Recognizing that, Nvidia introduced its RTX A6000 and A40 workstation-class AIBs. These boards use the 8nm GA102 GPU Nvidia introduced recently. The Ampere-based A6000 WS AIB has 10,752 CUDA cores and 336 Tensor cores, a massive 48GB of GDDR6 that can deliver 16Gbps via a 348-bit bus. The A6000 has four DisplayPort 1.4, while the A40 has three, and both AIB draws 300W. The A40 is basically the same as the A600, except it uses passive cooling instead of forced air. Both WS AIBs have a 112.5 GB/s NVlink port.
Nvidia’s A6000 WS AIB (Source Nvidia)
Pumping up the VRAM to 48GB is a first and a plus. Designers will be able to load most if not all, their model into high-speed localized private memory. And that should speed up things considerably. Better than SSD, private, super-wide bus high-speed RAM is the best choice. The price hasn’t been revealed yet, but we won’t be surprised to see these new AIBs offered for $12,000 or more.
The Nvidia RTX A6000 will be available from channel partners, including PNY, Leadtek, Ingram Micro, Ryoyo, and nvidia.com.
Nvidia’s passive cooled server AIB A40 (Source Nvidia)
The A40 is the impressive device.
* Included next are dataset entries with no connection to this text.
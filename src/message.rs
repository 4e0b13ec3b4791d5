use std::any::Any;

use futures_util::future::BoxFuture;

use crate::{Metadata, Result};

/// Future returned by [`Message::ack`].
pub type AckFuture = BoxFuture<'static, Result<()>>;

/// Contract shared by every message flowing through the system.
///
/// A message carries a payload, a [`Metadata`] instance and an acknowledgement
/// action. Transport adapters (such as [`BusMessage`](crate::bus::BusMessage))
/// implement it on top of their native message type; [`Envelope`](crate::Envelope)
/// is the generic implementation used to build or forward messages.
///
/// Business logic should only rely on this trait, reading transport context
/// from the metadata by kind, so that it does not depend on the transport the
/// message came from.
pub trait Message: Send + Sync {
    type Payload;

    /// The message payload. Never performs I/O.
    fn payload(&self) -> &Self::Payload;

    fn metadata(&self) -> &Metadata;

    /// Acknowledge the message to its origin.
    ///
    /// Never blocks or panics: failures are reported by the returned future.
    /// When no acknowledgement is wired the future resolves to `Ok(())`
    /// immediately.
    fn ack(&self) -> AckFuture;

    /// Metadata value of type `M`, if attached.
    fn metadata_of<M: Any>(&self) -> Option<&M>
    where
        Self: Sized,
    {
        self.metadata().get::<M>()
    }
}
//! In-process, address based event bus.
//!
//! The bus is a reference transport for the [`Message`](crate::Message)
//! contract. Senders address messages to a string address; the single
//! [`Consumer`] registered for that address receives them as [`BusMessage`]s
//! carrying the transport context as [`Metadata`](crate::Metadata).
//!
//! - [`EventBus::send`] / [`EventBus::send_with`]: fire and forget.
//! - [`EventBus::request`]: returns a [`Receipt`] resolved by the consumer's `ack()`.
//!
//! # Example
//!
//! ```rust
//! use courier::{Message, bus::{Address, DeliveryOptions, EventBus}};
//!
//! # #[tokio::main(flavor = "current_thread")]
//! # async fn main() -> courier::Result<()> {
//! let bus = EventBus::<String>::default();
//! let mut orders = bus.consumer("orders")?;
//!
//! let receipt = bus
//!     .request("orders", "order-1".into(), DeliveryOptions::new().header("tenant", "acme"))
//!     .await?;
//!
//! let message = orders.recv().await.unwrap();
//! assert_eq!(message.payload(), "order-1");
//! assert_eq!(message.metadata_of::<Address>().map(|a| a.as_str()), Some("orders"));
//! assert_eq!(message.header("Tenant"), Some("acme"));
//!
//! message.ack().await?;
//! receipt.await?;
//! # Ok(())
//! # }
//! ```

mod bus_message;
mod consumer;
mod delivery;
mod headers;
mod raw_message;
mod receipt;

use std::{
    collections::HashMap,
    sync::{Arc, PoisonError, RwLock},
};

use tokio::{
    select,
    sync::{
        mpsc::{Sender, channel, error::TrySendError},
        oneshot,
    },
};
use tokio_util::sync::CancellationToken;

use crate::{Config, Error, OverflowPolicy, Result};

pub use bus_message::BusMessage;
pub use consumer::Consumer;
pub use delivery::{Address, Delivery, DeliveryOptions, ReplyAddress};
pub use headers::Headers;
pub use raw_message::RawMessage;
pub use receipt::Receipt;

/// Routes messages of type `T` from senders to the consumer of their address.
///
/// The bus is cheap to clone; clones share the consumer registry.
pub struct EventBus<T> {
    inner: Arc<Inner<T>>,
}

struct Inner<T> {
    config: Config,
    consumers: RwLock<HashMap<Arc<str>, Sender<RawMessage<T>>>>,
    cancel_token: CancellationToken,
}

impl<T: Send + 'static> EventBus<T> {
    pub fn new(config: Config) -> Self {
        Self {
            inner: Arc::new(Inner {
                config,
                consumers: RwLock::new(HashMap::new()),
                cancel_token: CancellationToken::new(),
            }),
        }
    }

    pub fn config(&self) -> &Config {
        &self.inner.config
    }

    /// Register the consumer of `address`.
    ///
    /// Fails with [`Error::ConsumerAlreadyExists`] while another consumer of
    /// the address is alive, and with [`Error::InvalidArgument`] when the
    /// configured channel size is zero.
    pub fn consumer(&self, address: &str) -> Result<Consumer<T>> {
        let config = &self.inner.config;
        if config.channel_size == 0 {
            return Err(Error::InvalidArgument(
                "channel size must be greater than zero".into(),
            ));
        }

        let mut consumers = self
            .inner
            .consumers
            .write()
            .unwrap_or_else(PoisonError::into_inner);

        // shutdown clears the registry under this lock
        if self.is_closed() {
            return Err(Error::BusClosed);
        }

        if consumers
            .get(address)
            .is_some_and(|mailbox| !mailbox.is_closed())
        {
            return Err(Error::ConsumerAlreadyExists(address.into()));
        }

        let address: Arc<str> = Arc::from(address);
        let (tx, rx) = channel(config.channel_size);
        consumers.insert(address.clone(), tx);
        tracing::debug!(
            %address,
            capacity = config.channel_size,
            policy = %config.overflow_policy,
            "consumer registered"
        );

        Ok(Consumer::new(address, rx, self.inner.cancel_token.clone()))
    }

    /// Whether a live consumer is registered for `address`.
    pub fn has_consumer(&self, address: &str) -> bool {
        self.mailbox(address).is_ok()
    }

    /// Send a message without headers and without waiting for an acknowledgement.
    pub async fn send(&self, address: &str, body: T) -> Result<()> {
        self.send_with(address, body, DeliveryOptions::default())
            .await
    }

    /// Send a message without waiting for an acknowledgement.
    pub async fn send_with(&self, address: &str, body: T, options: DeliveryOptions) -> Result<()> {
        self.dispatch(RawMessage::new(address.into(), body, options, None))
            .await
    }

    /// Send a message whose consumer is expected to acknowledge it.
    ///
    /// Returns once the message is queued. Await the returned [`Receipt`] to
    /// wait for the acknowledgement.
    pub async fn request(
        &self,
        address: &str,
        body: T,
        options: DeliveryOptions,
    ) -> Result<Receipt> {
        let (tx, rx) = oneshot::channel();
        self.dispatch(RawMessage::new(address.into(), body, options, Some(tx)))
            .await?;
        Ok(Receipt::new(rx))
    }

    /// Close the bus.
    ///
    /// Consumers stop receiving and further sends fail with
    /// [`Error::BusClosed`]. Queued messages are dropped by the consumer's next
    /// [`Consumer::recv`] (or when it is dropped), failing their receipts
    /// with [`Error::AckDropped`].
    pub fn shutdown(&self) {
        self.inner.cancel_token.cancel();
        self.inner
            .consumers
            .write()
            .unwrap_or_else(PoisonError::into_inner)
            .clear();
        tracing::debug!("event bus shut down");
    }

    pub fn is_closed(&self) -> bool {
        self.inner.cancel_token.is_cancelled()
    }

    async fn dispatch(&self, message: RawMessage<T>) -> Result<()> {
        if self.is_closed() {
            return Err(Error::BusClosed);
        }

        let mailbox = self.mailbox(&message.address)?;
        tracing::trace!(
            address = %message.address,
            id = %message.delivery.id(),
            "routing message"
        );

        match self.inner.config.overflow_policy {
            OverflowPolicy::Block => {
                select! {
                    _ = self.inner.cancel_token.cancelled() => Err(Error::BusClosed),
                    sent = mailbox.send(message) => sent.map_err(Error::from),
                }
            }
            OverflowPolicy::Fail => mailbox.try_send(message).map_err(Error::from),
            OverflowPolicy::Drop => match mailbox.try_send(message) {
                Err(TrySendError::Full(dropped)) => {
                    tracing::warn!(
                        address = %dropped.address,
                        id = %dropped.delivery.id(),
                        "consumer mailbox is full, message dropped"
                    );
                    Ok(())
                }
                other => other.map_err(Error::from),
            },
        }
    }

    fn mailbox(&self, address: &str) -> Result<Sender<RawMessage<T>>> {
        self.inner
            .consumers
            .read()
            .unwrap_or_else(PoisonError::into_inner)
            .get(address)
            .filter(|mailbox| !mailbox.is_closed())
            .cloned()
            .ok_or_else(|| Error::NoConsumer(address.into()))
    }
}

impl<T> Clone for EventBus<T> {
    fn clone(&self) -> Self {
        Self {
            inner: self.inner.clone(),
        }
    }
}

impl<T: Send + 'static> Default for EventBus<T> {
    fn default() -> Self {
        Self::new(Config::default())
    }
}

#[cfg(test)]
mod tests {
    use super::*;
    use crate::Message;

    #[tokio::test]
    async fn test_consumer_already_exists() {
        let bus = EventBus::<u32>::default();
        let _consumer = bus.consumer("a").unwrap();
        assert!(matches!(
            bus.consumer("a"),
            Err(Error::ConsumerAlreadyExists(address)) if &*address == "a"
        ));
    }

    #[tokio::test]
    async fn test_zero_channel_size_is_rejected() {
        let bus = EventBus::<u32>::new(Config::default().with_channel_size(0));
        let err = bus.consumer("a").unwrap_err();
        assert!(err.is_invalid_argument());
        assert!(!bus.has_consumer("a"));
    }

    #[tokio::test]
    async fn test_consumer_after_shutdown_is_rejected() {
        let bus = EventBus::<u32>::default();
        bus.shutdown();
        assert!(matches!(bus.consumer("a"), Err(Error::BusClosed)));
        assert!(!bus.has_consumer("a"));
    }

    #[tokio::test]
    async fn test_dropped_consumer_can_be_replaced() {
        let bus = EventBus::<u32>::default();
        drop(bus.consumer("a").unwrap());

        assert!(!bus.has_consumer("a"));
        assert!(matches!(bus.send("a", 1).await, Err(Error::NoConsumer(_))));

        let mut consumer = bus.consumer("a").unwrap();
        bus.send("a", 2).await.unwrap();
        assert_eq!(*consumer.recv().await.unwrap().payload(), 2);
    }

    #[tokio::test]
    async fn test_clones_share_registry() {
        let bus = EventBus::<u32>::default();
        let other = bus.clone();
        let mut consumer = bus.consumer("a").unwrap();

        other.send("a", 7).await.unwrap();
        assert_eq!(consumer.pending(), 1);
        assert_eq!(*consumer.recv().await.unwrap().payload(), 7);
    }

    #[tokio::test]
    async fn test_fail_policy_reports_full_mailbox() {
        let config = Config::default()
            .with_channel_size(1)
            .with_overflow_policy(OverflowPolicy::Fail);
        let bus = EventBus::<u32>::new(config);
        assert_eq!(bus.config().overflow_policy, OverflowPolicy::Fail);

        let _consumer = bus.consumer("a").unwrap();
        bus.send("a", 1).await.unwrap();
        assert!(matches!(bus.send("a", 2).await, Err(Error::ChannelIsFull)));
    }

    #[tokio::test]
    async fn test_shutdown_unblocks_waiting_sender() {
        let bus = EventBus::<u32>::new(Config::default().with_channel_size(1));
        assert_eq!(bus.config().overflow_policy, OverflowPolicy::Block);

        let _consumer = bus.consumer("a").unwrap();
        bus.send("a", 1).await.unwrap();

        let sender = bus.clone();
        let blocked = tokio::spawn(async move { sender.send("a", 2).await });
        tokio::task::yield_now().await;

        bus.shutdown();
        assert!(matches!(blocked.await.unwrap(), Err(Error::BusClosed)));
    }
}
use std::{fmt, ops::Deref, sync::Arc, time::SystemTime};

use uuid::Uuid;

use super::Headers;
use crate::MessageId;

/// Address a message was sent to. Attached as metadata to received messages.
#[derive(Debug, Clone, PartialEq, Eq, Hash)]
pub struct Address(Arc<str>);

/// Address the sender asked replies to go to. Only attached when set.
#[derive(Debug, Clone, PartialEq, Eq, Hash)]
pub struct ReplyAddress(Arc<str>);

macro_rules! address_type {
    ($ty:ident) => {
        impl $ty {
            pub fn new(address: impl Into<Arc<str>>) -> Self {
                Self(address.into())
            }

            #[inline]
            pub fn as_str(&self) -> &str {
                &self.0
            }
        }

        impl Deref for $ty {
            type Target = str;
            fn deref(&self) -> &Self::Target {
                &self.0
            }
        }

        impl fmt::Display for $ty {
            fn fmt(&self, f: &mut fmt::Formatter<'_>) -> fmt::Result {
                write!(f, "{}", self.0)
            }
        }
    };
}

address_type!(Address);
address_type!(ReplyAddress);

/// Per-delivery information assigned by the bus when a message is sent.
///
/// - `id`: unique identifier of the delivery.
/// - `timestamp`: send time in nanoseconds since Unix epoch (truncated to `u64`).
#[derive(Debug, Clone, Copy, PartialEq, Eq)]
pub struct Delivery {
    id: MessageId,
    timestamp: u64,
}

impl Delivery {
    pub(crate) fn new() -> Self {
        Self {
            id: Uuid::new_v4().as_u128(),
            timestamp: SystemTime::now()
                .duration_since(SystemTime::UNIX_EPOCH)
                .map(|d| d.as_nanos() as u64)
                .unwrap_or_default(),
        }
    }

    /// Unique identifier for this delivery.
    pub fn id(&self) -> MessageId {
        self.id
    }

    /// Timestamp in nanoseconds since Unix epoch (u64 truncation).
    pub fn timestamp(&self) -> u64 {
        self.timestamp
    }
}

/// Sender-side options of a single send or request.
///
/// ```rust
/// use courier::bus::DeliveryOptions;
///
/// let options = DeliveryOptions::new()
///     .header("traceparent", "00-4bf92f3577b34da6a3ce929d0e0e4736-00f067aa0ba902b7-01")
///     .reply_to("orders.replies");
/// ```
#[derive(Debug, Clone, Default)]
pub struct DeliveryOptions {
    pub(crate) headers: Headers,
    pub(crate) reply_address: Option<Arc<str>>,
}

impl DeliveryOptions {
    pub fn new() -> Self {
        Self::default()
    }

    /// Add a header value.
    pub fn header(mut self, key: impl Into<Arc<str>>, value: impl Into<Arc<str>>) -> Self {
        self.headers.add(key, value);
        self
    }

    pub fn with_headers(mut self, headers: Headers) -> Self {
        self.headers = headers;
        self
    }

    pub fn reply_to(mut self, address: impl Into<Arc<str>>) -> Self {
        self.reply_address = Some(address.into());
        self
    }

    pub fn headers(&self) -> &Headers {
        &self.headers
    }

    pub fn reply_address(&self) -> Option<&str> {
        self.reply_address.as_deref()
    }
}

#[cfg(test)]
mod tests {
    use super::*;

    #[test]
    fn test_deliveries_are_unique() {
        let a = Delivery::new();
        let b = Delivery::new();
        assert_ne!(a.id(), b.id());
        assert!(b.timestamp() >= a.timestamp());
    }

    #[test]
    fn test_address_derefs_to_str() {
        let address = Address::new("orders");
        assert_eq!(&*address, "orders");
        assert_eq!(address.to_string(), "orders");
        assert!(address.starts_with("ord"));
    }

    #[test]
    fn test_options_builder() {
        let options = DeliveryOptions::new()
            .header("a", "1")
            .header("a", "2")
            .reply_to("replies");
        assert_eq!(options.headers().get_all("a"), vec!["1", "2"]);
        assert_eq!(options.reply_address(), Some("replies"));
    }
}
How a 300W AIB can be passively cooled while inside a server is the stuff science-fiction is made of. We assume the highly finned and ducted bronze heatsink is being aided by the server’s air-flow cooling system, which means A40 server chassis must be custom designed for A40s.
The Nvidia RTX A6000 and Nvidia A40 will be available from OEM workstation and server vendors worldwide starting early next year.
A wide range of workstations are expected from BOXX, Dell, HP, and Lenovo, and servers are expected from Cisco, Dell, Fujitsu, Hewlett Packard Enterprise, and Lenovo.
Quadro was a reliable and trusted brand for 20 years. And now Nvidia is kicking off a new brand and no doubt hoping it will be as durable and embraced as the beloved Quadro was—The king is dead, long live the king.